▶ _Task requirements_:
Each entry needs to be given again, character for character.

====== Study material

//! # Sale Repository
//!
//! Sales are append-only: there is no update statement in this module.
//!
//! ## Sale Storage
//! ```text
//! ┌─────────────────────────────────────────────────────────────────────────┐
//! │  sales                          sale_lines                              │
//! │  ──────────────────             ────────────────────────────────        │
//! │  id                    ◄─────── sale_id                                 │
//! │  created_at                     position                                │
//! │  total_units                    product_id / variant_id   (snapshot)    │
//! │  total_cents                    name_snapshot / variant_name_snapshot   │
//! │  profit_cents                   quantity                                │
//! │                                 unit_price_cents / unit_cost_cents      │
//! │                                 profit_cents                            │
//! └─────────────────────────────────────────────────────────────────────────┘
//! ```

use std::collections::HashMap;

use kiosko_core::{DateRange, Sale, SaleLine};
use sqlx::SqliteConnection;
use tracing::debug;

use crate::error::DbResult;

const SALE_COLUMNS: &str = "id, created_at, total_units, total_cents, profit_cents";

const LINE_COLUMNS: &str = "l.id, l.sale_id, l.position, l.product_id, l.variant_id, \
     l.name_snapshot, l.variant_name_snapshot, l.quantity, l.unit_price_cents, \
     l.unit_cost_cents, l.profit_cents";

const RANGE_FILTER: &str = "(?1 IS NULL OR created_at >= ?1) AND (?2 IS NULL OR created_at < ?2)";

/// Inserts the header only.
pub async fn insert_sale(conn: &mut SqliteConnection, sale: &Sale) -> DbResult<()> {
    debug!(id = %sale.id, total_cents = sale.total_cents, "Inserting sale");

    sqlx::query(
        r#"
        INSERT INTO sales (id, created_at, total_units, total_cents, profit_cents)
        VALUES (?1, ?2, ?3, ?4, ?5)
        "#,
    )
    .bind(&sale.id)
    .bind(sale.created_at)
    .bind(sale.total_units)
    .bind(sale.total_cents)
    .bind(sale.profit_cents)
    .execute(conn)
    .await?;

    Ok(())
}

pub async fn insert_line(conn: &mut SqliteConnection, line: &SaleLine) -> DbResult<()> {
    debug!(
        sale_id = %line.sale_id,
        product_id = %line.product_id,
        quantity = line.quantity,
        "Inserting sale line"
    );

    sqlx::query(
        r#"
        INSERT INTO sale_lines (
            id, sale_id, position, product_id, variant_id,
            name_snapshot, variant_name_snapshot, quantity,
            unit_price_cents, unit_cost_cents, profit_cents
        )
        VALUES (?1, ?2, ?3, ?4, ?5, ?6, ?7, ?8, ?9, ?10, ?11)
        "#,
    )
    .bind(&line.id)
    .bind(&line.sale_id)
    .bind(line.position)
    .bind(&line.product_id)
    .bind(&line.variant_id)
    .bind(&line.name_snapshot)
    .bind(&line.variant_name_snapshot)
    .bind(line.quantity)
    .bind(line.unit_price_cents)
    .bind(line.unit_cost_cents)
    .bind(line.profit_cents)
    .execute(conn)
    .await?;

    Ok(())
}

/// Sale with its lines.
pub async fn get(conn: &mut SqliteConnection, id: &str) -> DbResult<Option<Sale>> {
    let sql = format!("SELECT {} FROM sales WHERE id = ?1", SALE_COLUMNS);
    let Some(mut sale) = sqlx::query_as::<_, Sale>(&sql)
        .bind(id)
        .fetch_optional(&mut *conn)
        .await?
    else {
        return Ok(None);
    };

    let sql = format!(
        "SELECT {} FROM sale_lines l WHERE l.sale_id = ?1 ORDER BY l.position",
        LINE_COLUMNS
    );
    sale.lines = sqlx::query_as::<_, SaleLine>(&sql)
        .bind(id)
        .fetch_all(&mut *conn)
        .await?;

    Ok(Some(sale))
}

/// Sales in the range with their lines, newest first.
pub async fn list(conn: &mut SqliteConnection, range: DateRange) -> DbResult<Vec<Sale>> {
    let sql = format!(
        "SELECT {} FROM sales WHERE {} ORDER BY created_at DESC, id",
        SALE_COLUMNS, RANGE_FILTER
    );
    let mut sales = sqlx::query_as::<_, Sale>(&sql)
        .bind(range.from)
        .bind(range.to)
        .fetch_all(&mut *conn)
        .await?;

    let sql = format!(
        "SELECT {} FROM sale_lines l JOIN sales s ON s.id = l.sale_id \
         WHERE (?1 IS NULL OR s.created_at >= ?1) AND (?2 IS NULL OR s.created_at < ?2) \
         ORDER BY l.sale_id, l.position",
        LINE_COLUMNS
    );
    let lines = sqlx::query_as::<_, SaleLine>(&sql)
        .bind(range.from)
        .bind(range.to)
        .fetch_all(&mut *conn)
        .await?;

    let mut by_sale: HashMap<String, Vec<SaleLine>> = HashMap::new();
    for line in lines {
        by_sale.entry(line.sale_id.clone()).or_default().push(line);
    }
    for sale in &mut sales {
        sale.lines = by_sale.remove(&sale.id).unwrap_or_default();
    }

    debug!(count = sales.len(), "Loaded sales");
    Ok(sales)
}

============

▶ _Exercise answer_:
//! # Sale Repository
//!
//! Sales are append-only: there is no update statement in this module.
//!
//! ## Sale Storage
//! ```text
//! ┌─────────────────────────────────────────────────────────────────────────┐
//! │  sales                          sale_lines                              │
//! │  ──────────────────             ────────────────────────────────        │
//! │  id                    ◄─────── sale_id                                 │
//! │  created_at                     position                                │
//! │  total_units                    product_id / variant_id   (snapshot)    │
//! │  total_cents                    name_snapshot / variant_name_snapshot   │
//! │  profit_cents                   quantity                                │
//! │                                 unit_price_cents / unit_cost_cents      │
//! │                                 profit_cents                            │
//! └─────────────────────────────────────────────────────────────────────────┘
//! ```

use std::collections::HashMap;

use kiosko_core::{DateRange, Sale, SaleLine};
use sqlx::SqliteConnection;
use tracing::debug;

use crate::error::DbResult;

const SALE_COLUMNS: &str = "id, created_at, total_units, total_cents, profit_cents";

const LINE_COLUMNS: &str = "l.id, l.sale_id, l.position, l.product_id, l.variant_id, \
     l.name_snapshot, l.variant_name_snapshot, l.quantity, l.unit_price_cents, \
     l.unit_cost_cents, l.profit_cents";

const RANGE_FILTER: &str = "(?1 IS NULL OR created_at >= ?1) AND (?2 IS NULL OR created_at < ?2)";

/// Inserts the header only.
pub async fn insert_sale(conn: &mut SqliteConnection, sale: &Sale) -> DbResult<()> {
    debug!(id = %sale.id, total_cents = sale.total_cents, "Inserting sale");

    sqlx::query(
        r#"
        INSERT INTO sales (id, created_at, total_units, total_cents, profit_cents)
        VALUES (?1, ?2, ?3, ?4, ?5)
        "#,
    )
    .bind(&sale.id)
    .bind(sale.created_at)
    .bind(sale.total_units)
    .bind(sale.total_cents)
    .bind(sale.profit_cents)
    .execute(conn)
    .await?;

    Ok(())
}

pub async fn insert_line(conn: &mut SqliteConnection, line: &SaleLine) -> DbResult<()> {
    debug!(
        sale_id = %line.sale_id,
        product_id = %line.product_id,
        quantity = line.quantity,
        "Inserting sale line"
    );

    sqlx::query(
        r#"
        INSERT INTO sale_lines (
            id, sale_id, position, product_id, variant_id,
            name_snapshot, variant_name_snapshot, quantity,
            unit_price_cents, unit_cost_cents, profit_cents
        )
        VALUES (?1, ?2, ?3, ?4, ?5, ?6, ?7, ?8, ?9, ?10, ?11)
        "#,
    )
    .bind(&line.id)
    .bind(&line.sale_id)
    .bind(line.position)
    .bind(&line.product_id)
    .bind(&line.variant_id)
    .bind(&line.name_snapshot)
    .bind(&line.variant_name_snapshot)
    .bind(line.quantity)
    .bind(line.unit_price_cents)
    .bind(line.unit_cost_cents)
    .bind(line.profit_cents)
    .execute(conn)
    .await?;

    Ok(())
}

/// Sale with its lines.
pub async fn get(conn: &mut SqliteConnection, id: &str) -> DbResult<Option<Sale>> {
    let sql = format!("SELECT {} FROM sales WHERE id = ?1", SALE_COLUMNS);
    let Some(mut sale) = sqlx::query_as::<_, Sale>(&sql)
        .bind(id)
        .fetch_optional(&mut *conn)
        .await?
    else {
        return Ok(None);
    };

    let sql = format!(
        "SELECT {} FROM sale_lines l WHERE l.sale_id = ?1 ORDER BY l.position",
        LINE_COLUMNS
    );
    sale.lines = sqlx::query_as::<_, SaleLine>(&sql)
        .bind(id)
        .fetch_all(&mut *conn)
        .await?;

    Ok(Some(sale))
}

/// Sales in the range with their lines, newest first.
pub async fn list(conn: &mut SqliteConnection, range: DateRange) -> DbResult<Vec<Sale>> {
    let sql = format!(
        "SELECT {} FROM sales WHERE {} ORDER BY created_at DESC, id",
        SALE_COLUMNS, RANGE_FILTER
    );
    let mut sales = sqlx::query_as::<_, Sale>(&sql)
        .bind(range.from)
        .bind(range.to)
        .fetch_all(&mut *conn)
        .await?;

    let sql = format!(
        "SELECT {} FROM sale_lines l JOIN sales s ON s.id = l.sale_id \
         WHERE (?1 IS NULL OR s.created_at >= ?1) AND (?2 IS NULL OR s.created_at < ?2) \
         ORDER BY l.sale_id, l.position",
        LINE_COLUMNS
    );
    let lines = sqlx::query_as::<_, SaleLine>(&sql)
        .bind(range.from)
        .bind(range.to)
        .fetch_all(&mut *conn)
        .await?;

    let mut by_sale: HashMap<String, Vec<SaleLine>> = HashMap::new();
    for line in lines {
        by_sale.entry(line.sale_id.clone()).or_default().push(line);
    }
    for sale in &mut sales {
        sale.lines = by_sale.remove(&sale.id).unwrap_or_default();
    }

    debug!(count = sales.len(), "Loaded sales");
    Ok(sales)
}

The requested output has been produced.